--- Prompt ---
Where does the string "seen" occur in the records below? Copy every line that holds it.
- - - - - - -
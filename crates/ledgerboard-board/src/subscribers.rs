//! Synchronous callback registry notified after every board append.

use ledgerboard_chain::HashRecord;
use std::collections::BTreeMap;
use std::fmt;

#[derive(Debug, Clone, Copy, PartialEq, Eq, PartialOrd, Ord, Hash)]
pub struct SubscriptionId(u64);

type Callback = Box<dyn Fn(&HashRecord) + Send + Sync>;

/// Callbacks run in subscription order on the dispatching thread.
#[derive(Default)]
pub struct Subscribers {
    next_id: u64,
    callbacks: BTreeMap<SubscriptionId, Callback>,
}

impl fmt::Debug for Subscribers {
    fn fmt(&self, f: &mut fmt::Formatter<'_>) -> fmt::Result {
        f.debug_struct("Subscribers")
            .field("callbacks", &self.callbacks.len())
            .finish()
    }
}

impl Subscribers {
    pub fn subscribe(
        &mut self,
        callback: impl Fn(&HashRecord) + Send + Sync + 'static,
    ) -> SubscriptionId {
        let id = SubscriptionId(self.next_id);
        self.next_id += 1;
        self.callbacks.insert(id, Box::new(callback));
        id
    }

    /// Returns false if `id` was not subscribed.
    pub fn unsubscribe(&mut self, id: SubscriptionId) -> bool {
        self.callbacks.remove(&id).is_some()
    }

    pub fn len(&self) -> usize {
        self.callbacks.len()
    }

    pub fn is_empty(&self) -> bool {
        self.callbacks.is_empty()
    }

    pub fn publish(&self, record: &HashRecord) {
        for callback in self.callbacks.values() {
            callback(record);
        }
    }
}

#[cfg(test)]
mod tests {
    use super::*;
    use ledgerboard_chain::Chain;
    use serde_json::json;
    use std::sync::{Arc, Mutex};

    #[test]
    fn publish_reaches_live_subscribers_in_order() {
        let seen = Arc::new(Mutex::new(Vec::new()));
        let mut subscribers = Subscribers::default();

        let first = {
            let seen = Arc::clone(&seen);
            subscribers.subscribe(move |r| seen.lock().unwrap().push(format!("a:{}", r.action())))
        };
        {
            let seen = Arc::clone(&seen);
            subscribers.subscribe(move |r| seen.lock().unwrap().push(format!("b:{}", r.action())));
        }

        let mut chain = Chain::new();
        subscribers.publish(chain.append("PING", "Test", "t-1", json!({}), "alice"));
        assert!(subscribers.unsubscribe(first));
        assert!(!subscribers.unsubscribe(first));
        subscribers.publish(chain.append("PONG", "Test", "t-1", json!({}), "alice"));

        assert_eq!(*seen.lock().unwrap(), vec!["a:PING", "b:PING", "b:PONG"]);
        assert_eq!(subscribers.len(), 1);
    }
}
- - - - - - -
--- Result of this task ---
        let seen = Arc::new(Mutex::new(Vec::new()));
            let seen = Arc::clone(&seen);
            subscribers.subscribe(move |r| seen.lock().unwrap().push(format!("a:{}", r.action())))
            let seen = Arc::clone(&seen);
            subscribers.subscribe(move |r| seen.lock().unwrap().push(format!("b:{}", r.action())));
        assert_eq!(*seen.lock().unwrap(), vec!["a:PING", "b:PING", "b:PONG"]);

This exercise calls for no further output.